Provided data »
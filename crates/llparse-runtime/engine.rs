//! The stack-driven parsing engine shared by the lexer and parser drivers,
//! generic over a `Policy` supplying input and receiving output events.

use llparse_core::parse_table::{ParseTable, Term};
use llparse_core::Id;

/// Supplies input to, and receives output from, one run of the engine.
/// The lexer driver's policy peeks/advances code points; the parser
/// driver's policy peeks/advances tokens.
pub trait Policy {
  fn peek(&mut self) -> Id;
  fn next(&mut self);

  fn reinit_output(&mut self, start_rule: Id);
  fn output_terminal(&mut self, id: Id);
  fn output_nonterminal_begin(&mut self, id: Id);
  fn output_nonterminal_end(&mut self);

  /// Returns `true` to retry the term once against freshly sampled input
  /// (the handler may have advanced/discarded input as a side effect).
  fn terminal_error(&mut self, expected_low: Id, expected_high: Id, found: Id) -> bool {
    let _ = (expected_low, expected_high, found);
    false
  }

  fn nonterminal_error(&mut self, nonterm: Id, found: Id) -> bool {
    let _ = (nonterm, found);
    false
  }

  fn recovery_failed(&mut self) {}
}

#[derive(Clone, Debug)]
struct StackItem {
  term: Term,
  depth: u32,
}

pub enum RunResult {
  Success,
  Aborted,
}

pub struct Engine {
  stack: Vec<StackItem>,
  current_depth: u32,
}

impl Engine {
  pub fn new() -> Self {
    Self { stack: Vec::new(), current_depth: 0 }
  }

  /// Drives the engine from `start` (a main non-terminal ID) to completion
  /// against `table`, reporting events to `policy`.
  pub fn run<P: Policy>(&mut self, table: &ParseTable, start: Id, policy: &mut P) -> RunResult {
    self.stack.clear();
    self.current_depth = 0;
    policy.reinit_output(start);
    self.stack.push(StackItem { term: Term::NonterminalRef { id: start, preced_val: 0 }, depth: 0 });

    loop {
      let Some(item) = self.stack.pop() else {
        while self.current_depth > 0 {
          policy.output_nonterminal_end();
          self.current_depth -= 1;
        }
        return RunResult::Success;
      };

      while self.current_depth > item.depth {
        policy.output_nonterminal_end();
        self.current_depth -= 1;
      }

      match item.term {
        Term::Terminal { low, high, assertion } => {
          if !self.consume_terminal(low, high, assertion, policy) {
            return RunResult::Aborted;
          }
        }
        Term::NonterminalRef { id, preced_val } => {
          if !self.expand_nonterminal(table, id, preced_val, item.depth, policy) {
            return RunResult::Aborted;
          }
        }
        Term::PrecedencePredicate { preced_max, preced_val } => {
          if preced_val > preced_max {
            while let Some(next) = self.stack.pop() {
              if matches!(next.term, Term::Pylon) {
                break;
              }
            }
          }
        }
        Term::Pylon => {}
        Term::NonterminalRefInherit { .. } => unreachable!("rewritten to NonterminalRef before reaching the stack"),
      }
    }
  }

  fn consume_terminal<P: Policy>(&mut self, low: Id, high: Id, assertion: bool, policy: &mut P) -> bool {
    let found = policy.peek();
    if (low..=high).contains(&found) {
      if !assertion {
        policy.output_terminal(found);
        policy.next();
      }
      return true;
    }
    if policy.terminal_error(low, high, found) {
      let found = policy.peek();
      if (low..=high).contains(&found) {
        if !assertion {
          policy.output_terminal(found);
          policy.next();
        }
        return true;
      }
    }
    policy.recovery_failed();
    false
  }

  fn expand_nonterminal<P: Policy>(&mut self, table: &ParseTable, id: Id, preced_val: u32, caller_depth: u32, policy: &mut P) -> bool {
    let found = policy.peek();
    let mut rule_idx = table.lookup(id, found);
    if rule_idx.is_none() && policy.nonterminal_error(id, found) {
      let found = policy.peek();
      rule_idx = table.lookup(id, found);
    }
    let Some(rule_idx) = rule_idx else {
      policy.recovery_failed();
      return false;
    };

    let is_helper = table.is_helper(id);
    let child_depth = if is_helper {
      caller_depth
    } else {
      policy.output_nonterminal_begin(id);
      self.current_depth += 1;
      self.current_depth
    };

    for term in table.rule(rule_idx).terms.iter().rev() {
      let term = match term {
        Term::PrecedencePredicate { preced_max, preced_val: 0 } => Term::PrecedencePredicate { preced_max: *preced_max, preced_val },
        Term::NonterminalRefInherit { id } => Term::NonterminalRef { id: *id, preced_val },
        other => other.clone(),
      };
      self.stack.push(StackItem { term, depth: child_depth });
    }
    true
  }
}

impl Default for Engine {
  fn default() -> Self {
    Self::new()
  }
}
---
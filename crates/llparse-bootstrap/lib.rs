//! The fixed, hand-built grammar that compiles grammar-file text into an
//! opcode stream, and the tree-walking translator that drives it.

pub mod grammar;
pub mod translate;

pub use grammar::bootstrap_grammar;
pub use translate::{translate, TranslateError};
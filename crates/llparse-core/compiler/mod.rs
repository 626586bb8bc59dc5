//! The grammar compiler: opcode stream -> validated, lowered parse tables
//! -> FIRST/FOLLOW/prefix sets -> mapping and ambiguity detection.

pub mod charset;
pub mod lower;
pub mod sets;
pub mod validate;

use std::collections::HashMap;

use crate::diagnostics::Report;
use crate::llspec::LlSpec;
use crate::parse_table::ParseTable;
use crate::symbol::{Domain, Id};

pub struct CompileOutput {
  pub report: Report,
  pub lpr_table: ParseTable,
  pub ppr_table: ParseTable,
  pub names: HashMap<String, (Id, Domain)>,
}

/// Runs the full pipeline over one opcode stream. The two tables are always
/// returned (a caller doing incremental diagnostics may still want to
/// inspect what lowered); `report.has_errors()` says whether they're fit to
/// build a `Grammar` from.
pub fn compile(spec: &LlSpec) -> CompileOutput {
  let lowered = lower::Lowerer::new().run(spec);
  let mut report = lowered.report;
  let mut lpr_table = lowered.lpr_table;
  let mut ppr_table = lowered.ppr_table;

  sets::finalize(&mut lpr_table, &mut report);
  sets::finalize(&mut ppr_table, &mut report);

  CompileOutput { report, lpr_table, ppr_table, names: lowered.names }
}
...
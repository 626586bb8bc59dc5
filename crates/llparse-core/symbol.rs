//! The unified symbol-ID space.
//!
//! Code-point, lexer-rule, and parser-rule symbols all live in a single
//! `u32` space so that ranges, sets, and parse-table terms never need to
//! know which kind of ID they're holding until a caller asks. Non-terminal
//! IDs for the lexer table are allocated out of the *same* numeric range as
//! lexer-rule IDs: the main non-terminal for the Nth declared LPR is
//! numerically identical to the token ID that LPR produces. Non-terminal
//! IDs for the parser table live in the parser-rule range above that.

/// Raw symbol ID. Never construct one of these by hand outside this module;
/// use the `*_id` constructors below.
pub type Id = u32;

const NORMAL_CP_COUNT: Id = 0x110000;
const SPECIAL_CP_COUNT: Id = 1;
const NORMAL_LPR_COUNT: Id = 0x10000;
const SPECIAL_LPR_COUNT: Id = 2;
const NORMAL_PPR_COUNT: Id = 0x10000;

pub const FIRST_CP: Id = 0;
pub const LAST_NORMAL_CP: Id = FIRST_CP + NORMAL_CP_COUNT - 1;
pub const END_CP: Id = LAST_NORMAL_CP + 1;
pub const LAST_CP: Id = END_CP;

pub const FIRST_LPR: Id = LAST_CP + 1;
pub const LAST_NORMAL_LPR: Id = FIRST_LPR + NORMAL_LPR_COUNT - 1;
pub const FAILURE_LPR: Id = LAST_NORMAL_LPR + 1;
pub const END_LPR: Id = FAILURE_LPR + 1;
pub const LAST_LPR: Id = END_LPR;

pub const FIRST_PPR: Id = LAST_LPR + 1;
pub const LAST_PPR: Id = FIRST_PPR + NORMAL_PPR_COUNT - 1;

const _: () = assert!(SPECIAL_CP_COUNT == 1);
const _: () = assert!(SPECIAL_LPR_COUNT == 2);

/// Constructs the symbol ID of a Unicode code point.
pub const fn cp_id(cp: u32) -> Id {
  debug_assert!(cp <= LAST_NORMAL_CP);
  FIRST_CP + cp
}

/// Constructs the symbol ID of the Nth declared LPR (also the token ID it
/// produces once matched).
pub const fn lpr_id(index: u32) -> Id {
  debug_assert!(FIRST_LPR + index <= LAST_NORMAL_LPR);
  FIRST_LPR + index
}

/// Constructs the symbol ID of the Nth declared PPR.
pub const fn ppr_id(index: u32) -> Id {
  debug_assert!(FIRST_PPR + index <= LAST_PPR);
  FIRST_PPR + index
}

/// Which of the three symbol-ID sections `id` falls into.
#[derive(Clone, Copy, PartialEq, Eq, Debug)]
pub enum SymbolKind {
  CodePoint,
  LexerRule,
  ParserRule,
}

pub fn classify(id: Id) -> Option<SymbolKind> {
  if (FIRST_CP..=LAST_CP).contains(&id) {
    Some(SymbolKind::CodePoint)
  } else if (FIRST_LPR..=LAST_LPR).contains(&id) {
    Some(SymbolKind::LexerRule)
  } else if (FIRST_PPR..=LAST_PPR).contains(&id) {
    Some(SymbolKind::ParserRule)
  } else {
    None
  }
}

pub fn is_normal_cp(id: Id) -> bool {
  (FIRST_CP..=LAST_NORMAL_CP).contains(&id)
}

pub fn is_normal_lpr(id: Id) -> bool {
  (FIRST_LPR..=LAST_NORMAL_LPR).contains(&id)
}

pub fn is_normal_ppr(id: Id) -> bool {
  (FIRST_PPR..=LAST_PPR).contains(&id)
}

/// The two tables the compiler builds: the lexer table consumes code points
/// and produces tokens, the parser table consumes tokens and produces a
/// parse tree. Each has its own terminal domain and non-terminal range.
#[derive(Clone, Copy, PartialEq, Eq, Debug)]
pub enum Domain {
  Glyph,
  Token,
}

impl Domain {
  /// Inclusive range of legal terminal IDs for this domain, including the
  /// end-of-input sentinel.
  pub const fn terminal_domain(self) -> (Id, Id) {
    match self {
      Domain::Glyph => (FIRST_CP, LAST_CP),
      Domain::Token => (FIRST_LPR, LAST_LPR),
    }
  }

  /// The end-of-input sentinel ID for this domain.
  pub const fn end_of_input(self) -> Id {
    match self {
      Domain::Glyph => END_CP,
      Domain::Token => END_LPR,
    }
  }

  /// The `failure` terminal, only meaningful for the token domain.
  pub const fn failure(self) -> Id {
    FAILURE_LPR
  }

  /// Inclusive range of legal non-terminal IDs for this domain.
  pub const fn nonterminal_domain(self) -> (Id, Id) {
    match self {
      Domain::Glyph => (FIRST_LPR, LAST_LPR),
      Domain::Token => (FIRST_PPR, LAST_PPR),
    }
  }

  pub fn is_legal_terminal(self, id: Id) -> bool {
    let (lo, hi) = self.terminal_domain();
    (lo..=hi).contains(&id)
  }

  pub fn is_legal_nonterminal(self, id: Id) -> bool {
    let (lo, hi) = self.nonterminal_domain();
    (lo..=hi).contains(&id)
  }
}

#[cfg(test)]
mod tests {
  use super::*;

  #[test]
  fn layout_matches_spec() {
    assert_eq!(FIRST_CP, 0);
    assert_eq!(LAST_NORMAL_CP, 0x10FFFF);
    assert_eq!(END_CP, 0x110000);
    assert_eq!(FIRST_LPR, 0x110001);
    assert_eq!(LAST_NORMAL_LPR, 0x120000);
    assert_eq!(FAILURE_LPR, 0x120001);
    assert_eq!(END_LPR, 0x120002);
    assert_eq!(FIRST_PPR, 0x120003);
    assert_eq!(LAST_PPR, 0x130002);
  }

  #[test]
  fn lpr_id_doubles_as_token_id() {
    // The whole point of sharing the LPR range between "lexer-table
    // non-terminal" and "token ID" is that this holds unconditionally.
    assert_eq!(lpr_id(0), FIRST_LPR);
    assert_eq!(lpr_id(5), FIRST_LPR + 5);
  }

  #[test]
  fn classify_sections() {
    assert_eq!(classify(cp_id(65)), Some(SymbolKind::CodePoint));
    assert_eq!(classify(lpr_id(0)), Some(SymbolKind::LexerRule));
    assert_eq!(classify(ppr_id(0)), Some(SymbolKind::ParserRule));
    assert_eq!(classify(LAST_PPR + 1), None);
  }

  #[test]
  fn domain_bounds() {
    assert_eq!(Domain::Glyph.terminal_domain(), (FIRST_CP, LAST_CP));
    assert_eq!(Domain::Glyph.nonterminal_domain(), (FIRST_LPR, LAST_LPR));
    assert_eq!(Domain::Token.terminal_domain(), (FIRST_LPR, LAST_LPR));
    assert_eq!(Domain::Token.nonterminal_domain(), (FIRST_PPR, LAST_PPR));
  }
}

Assigned task » Copy the lines above exactly. Start with the line containing "pub const FIRST_CP: Id = 0;", end with the line containing "pub fn classify(id: Id)", and include both.

Finished exercise »
pub const FIRST_CP: Id = 0;
pub const LAST_NORMAL_CP: Id = FIRST_CP + NORMAL_CP_COUNT - 1;
pub const END_CP: Id = LAST_NORMAL_CP + 1;
pub const LAST_CP: Id = END_CP;

pub const FIRST_LPR: Id = LAST_CP + 1;
pub const LAST_NORMAL_LPR: Id = FIRST_LPR + NORMAL_LPR_COUNT - 1;
pub const FAILURE_LPR: Id = LAST_NORMAL_LPR + 1;
pub const END_LPR: Id = FAILURE_LPR + 1;
pub const LAST_LPR: Id = END_LPR;

pub const FIRST_PPR: Id = LAST_LPR + 1;
pub const LAST_PPR: Id = FIRST_PPR + NORMAL_PPR_COUNT - 1;

const _: () = assert!(SPECIAL_CP_COUNT == 1);
const _: () = assert!(SPECIAL_LPR_COUNT == 2);

/// Constructs the symbol ID of a Unicode code point.
pub const fn cp_id(cp: u32) -> Id {
  debug_assert!(cp <= LAST_NORMAL_CP);
  FIRST_CP + cp
}

/// Constructs the symbol ID of the Nth declared LPR (also the token ID it
/// produces once matched).
pub const fn lpr_id(index: u32) -> Id {
  debug_assert!(FIRST_LPR + index <= LAST_NORMAL_LPR);
  FIRST_LPR + index
}

/// Constructs the symbol ID of the Nth declared PPR.
pub const fn ppr_id(index: u32) -> Id {
  debug_assert!(FIRST_PPR + index <= LAST_PPR);
  FIRST_PPR + index
}

/// Which of the three symbol-ID sections `id` falls into.
#[derive(Clone, Copy, PartialEq, Eq, Debug)]
pub enum SymbolKind {
  CodePoint,
  LexerRule,
  ParserRule,
}

pub fn classify(id: Id) -> Option<SymbolKind> {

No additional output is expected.